I am trying to write a Stata program that does some calculation by an identifier and I wish to make it so that the identifier can be either string or integer.
A grossly simplified version of what I am trying to do is like this:
clear all
***** test data
input str10 id1 id2 x y
a 1 20 40
a 1 140 20
a 1 0 70
b 2 50 25
b 2 25 50
b 2 40 42
end
*****
capture program drop myprog
program define myprog
version 14.2
syntax using, ID(varname) Mean(varname)
tempname postname
quietly levelsof `id', local(ids)
local idtype: type `id'
postfile `postname' `idtype' `id' `mean' `using', replace
foreach i of local ids {
quietly summarize `mean' if `id'==`i'
post `postname' (`i') (`r(mean)')
}
postclose `postname'
end
And I expect both of the following to work:
myprog using "test1.dta", id(id1) mean(x)

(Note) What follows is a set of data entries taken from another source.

//! Append-only metrics journal
//!
//! One JSON object per line:
//!
//! ```text
//! {"coherence":0.93,"sigma_mean":0.41,"status":"ok","step":1,"t":1760000000.125}
//! {"coherence":0.92,"sigma_mean":0.42,"status":"ok","step":2,"t":1760000000.177}
//! ```
//!
//! `step` and `t` (wall-clock epoch seconds) are written by the journal
//! and take precedence over metrics of the same name. The sink is opened
//! on each append and closed straight after; single writer only.

use chrono::Utc;
use ciel_core::{Error, Metrics, Result};
use serde_json::Value;
use std::fs::{self, OpenOptions};
use std::io::Write;
use std::path::{Path, PathBuf};

#[derive(Debug, Clone)]
pub struct Journal {
    path: PathBuf,
}

impl Journal {
    /// Nothing is touched on disk until the first `log`.
    pub fn new(path: impl Into<PathBuf>) -> Self {
        Self { path: path.into() }
    }

    pub fn path(&self) -> &Path {
        &self.path
    }

    /// Append one record stamped with the current wall time.
    pub fn log(&self, step: u64, metrics: &Metrics) -> Result<()> {
        self.log_at(step, wall_clock_secs(), metrics)
    }

    /// Append one record with an explicit timestamp.
    pub fn log_at(&self, step: u64, t: f64, metrics: &Metrics) -> Result<()> {
        let line = render_line(step, t, metrics)?;

        if let Some(parent) = self.path.parent().filter(|p| !p.as_os_str().is_empty()) {
            fs::create_dir_all(parent).map_err(|e| Error::sink_unavailable(&self.path, e))?;
        }
        let mut f = OpenOptions::new()
            .create(true)
            .append(true)
            .open(&self.path)
            .map_err(|e| {
                tracing::warn!(path = %self.path.display(), error = %e, "journal sink unavailable");
                Error::sink_unavailable(&self.path, e)
            })?;
        // one write per line keeps lines whole under a single writer
        f.write_all(line.as_bytes())
            .map_err(|e| Error::sink_unavailable(&self.path, e))
    }

    /// Parse every line of a journal file.
    pub fn read_records(path: &Path) -> Result<Vec<Value>> {
        let content = fs::read_to_string(path)?;
        content
            .lines()
            .filter(|l| !l.trim().is_empty())
            .map(|l| serde_json::from_str(l).map_err(Error::from))
            .collect()
    }
}

/// Serialize `{step, t, ...metrics}` followed by a newline.
pub fn render_line(step: u64, t: f64, metrics: &Metrics) -> Result<String> {
    let mut record = match serde_json::to_value(metrics)? {
        Value::Object(map) => map,
        _ => serde_json::Map::new(),
    };
    record.insert("step".into(), Value::from(step));
    record.insert("t".into(), Value::from(t));
    let mut line = serde_json::to_string(&Value::Object(record))?;
    line.push('\n');
    Ok(line)
}

/// Seconds since the Unix epoch.
pub fn wall_clock_secs() -> f64 {
    Utc::now().timestamp_micros() as f64 / 1e6
}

myprog using "test2.dta", id(id2) mean(x)
Any advice?
Just use an if
/ else
statement to distinguish between the two cases:
capture program drop myprog
program define myprog
version 14.2
syntax using, ID(varname) Mean(varname)
tempname postname
quietly levelsof `id', local(ids)
local idtype: type `id'
postfile `postname' `idtype' `id' `mean' `using', replace
if substr("`idtype'" , 1, 3) == "str" {
foreach i of local ids {
summarize `mean' if `id'=="`i'", meanonly
post `postname' ("`i'") (`r(mean)')
}
}
else {
foreach i of local ids {
summarize `mean' if `id'==`i', meanonly
post `postname' (`i') (`r(mean)')
}
}
postclose `postname'
end
Incidentally, note the use of the meanonly
option of summarize
.